When an owner sees the stereotypical Millennial behaviors, Fox says to look for the underlying meanings:
Entitlement = Collaborate with me
No commitment = Build a connection with me
Unrealistic expectations = Align with me, help me see how I’m part of this, too
CHANGING THE WAY YOU LEAD
“We have limited resources, so we have to figure out what’s getting in our way of doing this,” Fox says. “What’s stopping us from being effective leaders to Millennials?”
Fear of being emotionally exposed
Getting Millennials committed to you means committing to them. “There must be trust, ownership and commitment that you are in this together and have each others’ backs—no matter how much you frustrate each other,” Fox says.
Below is Fox’s collaborative connection process:
Vision (alignment): The stylist needs to know: Can I grow here?

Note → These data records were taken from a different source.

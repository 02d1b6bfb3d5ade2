use std::fmt;
use std::str::FromStr;

use chrono::{DateTime, NaiveDate, Utc};
use serde::{Deserialize, Deserializer, Serialize};

use crate::error::PortalError;
use crate::filter::FilterState;
use crate::ids::{BranchId, SectionId, YearId};

/// A record that belongs to exactly one class (year, branch, section).
///
/// Anything a dashboard lists under the cascading filter implements this:
/// students, assignment submissions, fee entries with class coverage.
pub trait Classified {
    /// Identity used to keep the focused record stable across refilters.
    type Key: Clone + PartialEq + fmt::Debug;

    fn key(&self) -> Self::Key;
    fn year_id(&self) -> YearId;
    fn branch_id(&self) -> BranchId;
    fn section_id(&self) -> SectionId;
}

#[derive(Debug, Clone, Copy, PartialEq, Eq, PartialOrd, Ord, Hash, Serialize, Deserialize)]
#[serde(transparent)]
pub struct StudentId(pub u64);

impl fmt::Display for StudentId {
    fn fmt(&self, f: &mut fmt::Formatter<'_>) -> fmt::Result {
        write!(f, "{}", self.0)
    }
}

fn string_or_number<'de, D: Deserializer<'de>>(deserializer: D) -> Result<String, D::Error> {
    #[derive(Deserialize)]
    #[serde(untagged)]
    enum Raw {
        Number(i64),
        Text(String),
    }

    Ok(match Raw::deserialize(deserializer)? {
        Raw::Number(n) => n.to_string(),
        Raw::Text(s) => s,
    })
}

#[derive(Debug, Clone, PartialEq, Serialize, Deserialize)]
pub struct StudentRecord {
    pub id: StudentId,
    pub name: String,
    #[serde(alias = "rollNo", deserialize_with = "string_or_number", default)]
    pub roll_no: String,
    #[serde(default)]
    pub email: String,
    #[serde(default)]
    pub phone: String,
    #[serde(alias = "year_id")]
    pub year: YearId,
    #[serde(alias = "branch_id")]
    pub branch: BranchId,
    #[serde(alias = "section_id", alias = "sec_id")]
    pub section: SectionId,
    #[serde(default, skip_serializing_if = "Option::is_none")]
    pub cgpa: Option<f64>,
    #[serde(default, skip_serializing_if = "Option::is_none")]
    pub fee_status: Option<FeeStatus>,
}

impl Classified for StudentRecord {
    type Key = StudentId;

    fn key(&self) -> StudentId {
        self.id
    }

    fn year_id(&self) -> YearId {
        self.year
    }

    fn branch_id(&self) -> BranchId {
        self.branch
    }

    fn section_id(&self) -> SectionId {
        self.section
    }
}

#[derive(Debug, Clone, Copy, PartialEq, Eq, Default, Serialize, Deserialize)]
#[serde(rename_all = "lowercase")]
pub enum SubmissionStatus {
    #[default]
    Pending,
    Submitted,
    Graded,
}

fn default_year() -> YearId {
    YearId::FINAL
}

fn default_branch() -> BranchId {
    BranchId::FIRST
}

fn default_section() -> SectionId {
    SectionId::FIRST
}

/// A student's submission for an assignment, as seen by grading faculty.
///
/// Submissions without class coverage are placed in year 4, branch 1,
/// section 1 so they still show under the default filters.
#[derive(Debug, Clone, PartialEq, Serialize, Deserialize)]
pub struct AssignmentRecord {
    pub assignment_id: u64,
    #[serde(default, skip_serializing_if = "Option::is_none")]
    pub student_id: Option<StudentId>,
    pub student_name: String,
    #[serde(deserialize_with = "string_or_number", default)]
    pub student_roll_no: String,
    #[serde(default)]
    pub course_id: String,
    #[serde(default, skip_serializing_if = "Option::is_none")]
    pub submitted_at: Option<NaiveDate>,
    #[serde(default)]
    pub status: SubmissionStatus,
    #[serde(default, skip_serializing_if = "Option::is_none")]
    pub marks_awarded: Option<f64>,
    #[serde(default = "default_year")]
    pub year_id: YearId,
    #[serde(default = "default_branch")]
    pub branch_id: BranchId,
    #[serde(default = "default_section")]
    pub section_id: SectionId,
}

impl Classified for AssignmentRecord {
    type Key = u64;

    fn key(&self) -> u64 {
        self.assignment_id
    }

    fn year_id(&self) -> YearId {
        self.year_id
    }

    fn branch_id(&self) -> BranchId {
        self.branch_id
    }

    fn section_id(&self) -> SectionId {
        self.section_id
    }
}

#[derive(Debug, Clone, Copy, PartialEq, Eq, Serialize)]
pub enum FeeStatus {
    Paid,
    Pending,
}

impl<'de> Deserialize<'de> for FeeStatus {
    fn deserialize<D: Deserializer<'de>>(deserializer: D) -> Result<Self, D::Error> {
        let raw = String::deserialize(deserializer)?;
        match raw.trim().to_ascii_lowercase().as_str() {
            "paid" => Ok(Self::Paid),
            "pending" => Ok(Self::Pending),
            other => Err(serde::de::Error::custom(format!("unknown fee status {other:?}"))),
        }
    }
}

impl fmt::Display for FeeStatus {
    fn fmt(&self, f: &mut fmt::Formatter<'_>) -> fmt::Result {
        f.write_str(match self {
            Self::Paid => "Paid",
            Self::Pending => "Pending",
        })
    }
}

/// One student's fee position.
///
/// The fee endpoint filters by class server-side and does not echo the
/// class back, so class coverage is optional here.
#[derive(Debug, Clone, PartialEq, Serialize, Deserialize)]
#[serde(rename_all = "camelCase")]
pub struct FeeRecord {
    #[serde(alias = "id", alias = "student_id")]
    pub student_id: StudentId,
    #[serde(default)]
    pub name: String,
    #[serde(alias = "roll_no", deserialize_with = "string_or_number", default)]
    pub roll_no: String,
    #[serde(default)]
    pub admission_mode: String,
    #[serde(default)]
    pub fee_total: i64,
    #[serde(default)]
    pub paid_amount: i64,
    #[serde(default)]
    pub remaining_amount: i64,
    #[serde(default)]
    pub library_fine: i64,
    #[serde(default)]
    pub equipment_fine: i64,
    pub status: FeeStatus,
    #[serde(default, alias = "year_id", skip_serializing_if = "Option::is_none")]
    pub year: Option<YearId>,
    #[serde(default, alias = "branch_id", skip_serializing_if = "Option::is_none")]
    pub branch: Option<BranchId>,
    #[serde(default, alias = "section_id", skip_serializing_if = "Option::is_none")]
    pub section: Option<SectionId>,
}

impl FeeRecord {
    pub fn is_pending(&self) -> bool {
        self.status == FeeStatus::Pending
    }

    /// Whether the record belongs to the selected class. A dimension the
    /// record does not echo is trusted as already filtered.
    pub fn in_class(&self, filters: &FilterState) -> bool {
        self.year.map_or(true, |y| filters.year.admits(y))
            && self.branch.map_or(true, |b| filters.branch.admits(b))
            && self.section.map_or(true, |s| filters.section.admits(s))
    }
}

/// Totals shown on the management fee page.
#[derive(Debug, Clone, Copy, PartialEq, Eq, Default, Serialize)]
#[serde(rename_all = "camelCase")]
pub struct FeeSummary {
    pub expected_fee: i64,
    pub collected_fee: i64,
    pub pending_fee: i64,
}

impl FeeSummary {
    pub fn from_records(records: &[FeeRecord]) -> Self {
        let expected_fee: i64 = records.iter().map(|r| r.fee_total).sum();
        let collected_fee: i64 = records.iter().map(|r| r.paid_amount).sum();
        Self {
            expected_fee,
            collected_fee,
            pending_fee: expected_fee - collected_fee,
        }
    }
}

#[derive(Debug, Clone, Copy, PartialEq, Eq, Default, Serialize, Deserialize)]
pub enum Priority {
    Low,
    #[default]
    Medium,
    High,
}

#[derive(Debug, Clone, Copy, PartialEq, Eq, Default, Serialize, Deserialize)]
pub enum NotificationKind {
    #[default]
    General,
    Academic,
    Fee,
    Administrative,
    Placement,
    Training,
}

impl FromStr for Priority {
    type Err = PortalError;

    fn from_str(raw: &str) -> crate::error::Result<Self> {
        match raw.trim().to_ascii_lowercase().as_str() {
            "low" => Ok(Self::Low),
            "medium" => Ok(Self::Medium),
            "high" => Ok(Self::High),
            other => Err(PortalError::Config(format!("unknown priority {other:?}"))),
        }
    }
}

impl FromStr for NotificationKind {
    type Err = PortalError;

    fn from_str(raw: &str) -> crate::error::Result<Self> {
        match raw.trim().to_ascii_lowercase().as_str() {
            "general" => Ok(Self::General),
            "academic" => Ok(Self::Academic),
            "fee" => Ok(Self::Fee),
            "administrative" => Ok(Self::Administrative),
            "placement" => Ok(Self::Placement),
            "training" => Ok(Self::Training),
            other => Err(PortalError::Config(format!("unknown notification type {other:?}"))),
        }
    }
}

/// Form contents of a notification before it is addressed.
#[derive(Debug, Clone, PartialEq, Default, Serialize, Deserialize)]
pub struct NotificationDraft {
    pub title: String,
    pub description: String,
    pub kind: NotificationKind,
    pub priority: Priority,
    pub due_date: Option<NaiveDate>,
}

/// A notification as listed by the backend.
#[derive(Debug, Clone, PartialEq, Serialize, Deserialize)]
pub struct Notification {
    pub id: u64,
    pub title: String,
    #[serde(default)]
    pub description: String,
    #[serde(rename = "type", default)]
    pub kind: String,
    #[serde(default)]
    pub priority: String,
    #[serde(default, alias = "dueDate")]
    pub due_date: Option<NaiveDate>,
    #[serde(default)]
    pub created_at: Option<DateTime<Utc>>,
}

#[cfg(test)]
mod tests {
    use super::*;

    #[test]
    fn student_accepts_backend_and_demo_shapes() {
        let backend: StudentRecord = serde_json::from_str(
            r#"{"id": 7, "name": "Asha Rao", "email": "asha@college.edu", "roll_no": 21001,
                "phone": "9876500000", "year": 4, "branch": 1, "section": 2}"#,
        )
        .unwrap();
        assert_eq!(backend.roll_no, "21001");
        assert_eq!(backend.section.get(), 2);

        let demo: StudentRecord = serde_json::from_str(
            r#"{"id": 2, "name": "Alice Smith", "rollNo": "4YCS002", "year": "4th Year",
                "branch": "CSE", "section": "A", "fee_status": "pending"}"#,
        )
        .unwrap();
        assert_eq!(demo.year.get(), 4);
        assert_eq!(demo.branch.get(), 1);
        assert_eq!(demo.fee_status, Some(FeeStatus::Pending));
    }

    #[test]
    fn fee_record_class_check_trusts_missing_dimensions() {
        use crate::ids::Choice;

        let record: FeeRecord =
            serde_json::from_str(r#"{"studentId": 1, "status": "pending", "year": 4, "branch": 2}"#).unwrap();
        let ece_a = FilterState::new(
            Choice::Only(YearId::FINAL),
            Choice::Only(BranchId::new(2).unwrap()),
            Choice::Only(SectionId::new(1).unwrap()),
        );
        assert!(record.in_class(&ece_a));
        assert!(record.in_class(&FilterState::default()));
        let cse = FilterState::new(Choice::All, Choice::Only(BranchId::new(1).unwrap()), Choice::All);
        assert!(!record.in_class(&cse));
    }

    #[test]
    fn assignment_without_class_defaults_to_final_year_cse_a() {
        let record: AssignmentRecord = serde_json::from_str(
            r#"{"assignment_id": 3, "student_name": "Rajesh Patel", "student_roll_no": "4YCS003"}"#,
        )
        .unwrap();
        assert_eq!(record.year_id.get(), 4);
        assert_eq!(record.branch_id.get(), 1);
        assert_eq!(record.section_id.get(), 1);
        assert_eq!(record.status, SubmissionStatus::Pending);
    }

    #[test]
    fn fee_record_reads_management_payload() {
        let record: FeeRecord = serde_json::from_str(
            r#"{"id": 2, "name": "Alice Smith", "roll_no": 4002, "admissionMode": "Regular",
                "feeTotal": 100000, "paidAmount": 50000, "remainingAmount": 50000,
                "libraryFine": 500, "equipmentFine": 1000, "status": "Pending"}"#,
        )
        .unwrap();
        assert!(record.is_pending());
        assert_eq!(record.student_id, StudentId(2));
        assert_eq!(record.year, None);
    }

    #[test]
    fn fee_summary_totals() {
        let records: Vec<FeeRecord> = serde_json::from_str(
            r#"[{"studentId": 1, "feeTotal": 100, "paidAmount": 100, "status": "Paid"},
                {"studentId": 2, "feeTotal": 100, "paidAmount": 40, "status": "pending"}]"#,
        )
        .unwrap();
        let summary = FeeSummary::from_records(&records);
        assert_eq!(summary.expected_fee, 200);
        assert_eq!(summary.collected_fee, 140);
        assert_eq!(summary.pending_fee, 60);
    }

    #[test]
    fn draft_fields_parse_case_insensitively() {
        assert_eq!("HIGH".parse::<Priority>().unwrap(), Priority::High);
        assert_eq!("placement".parse::<NotificationKind>().unwrap(), NotificationKind::Placement);
        assert!("urgent".parse::<Priority>().is_err());
    }
}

Do you have a path for it? Are we in this together?
“A simple way I do it is to meet with each team member once a month. I ask them at the beginning of year: how much money do you want to make in a month? Until we meet that monthly goal, we keep having that conversation.”
Fox goes over what education they need to get better at goals like prebooking. And then suddenly, the stylist’s numbers are matching Fox’s. Alignment in growth is achieved. “It’s about meeting goals set for the business and their own personal goals,” she says.
Mind (clear it): “We have to get into the right frame of mind to be effective leaders,” Fox says. “If you’re having a bad day, what are you doing to clear your mind so you can perform and lead? How do you reset? That is leadership work. How do you teach your team to reset? How do you teach them to reset themselves so they can perform?”
Time (make it): “Not having enough time is not an excuse,” Fox says. “As a leader, saying you don’t have time is unacceptable. Millennials need a connection and relationship with you. How are you making time to properly lead your team? How are you making sure in the morning, you don’t sneak into your office when nobody is looking?”
Fox says she has had to learn how to make time and make her team make time.
“My team has to clock in 30 minutes before their shift. Then they have time to look through the day rather than scramble around as soon as they run in the door. But they had to be taught to use their time wisely.”
Voice (say it): Fox encounters many owners who are afraid to have a voice. But just like a football coach watches his quarterback from the sidelines and tells him how he can do it better the next time, a salon leader needs to do the same with his or her team.
“It’s not always comfortable and you don’t know how they will respond, but you should encourage two-way communication.”
One way to do this is to allow the team to review their leader. “My team reviews me once a year on an online survey I create,” Fox says. “I want to work with people who all have a voice.”
But change is work, and it won’t necessarily come naturally to everyone. “I have one hairdresser I love so much—she’s so sassy though. Every emotion shows on her face,” Fox says. “She wants to be an educator, so I’ve had to work with her many times on what her face says.”
Action (do it): “As leaders in business, we are busy. There’s so much on our plates that we’re juggling every day. But you need to think about what you’re doing in your business right now that’s holding your team accountable. What does it look like?
“One of my tools is accountability. I don’t want to remember everything, so I share something with a team member and tell them to follow up. Then I put the item in my calendar, which will eventually pop up. If the team member took care of it, I delete it. If not, I hold them accountable.”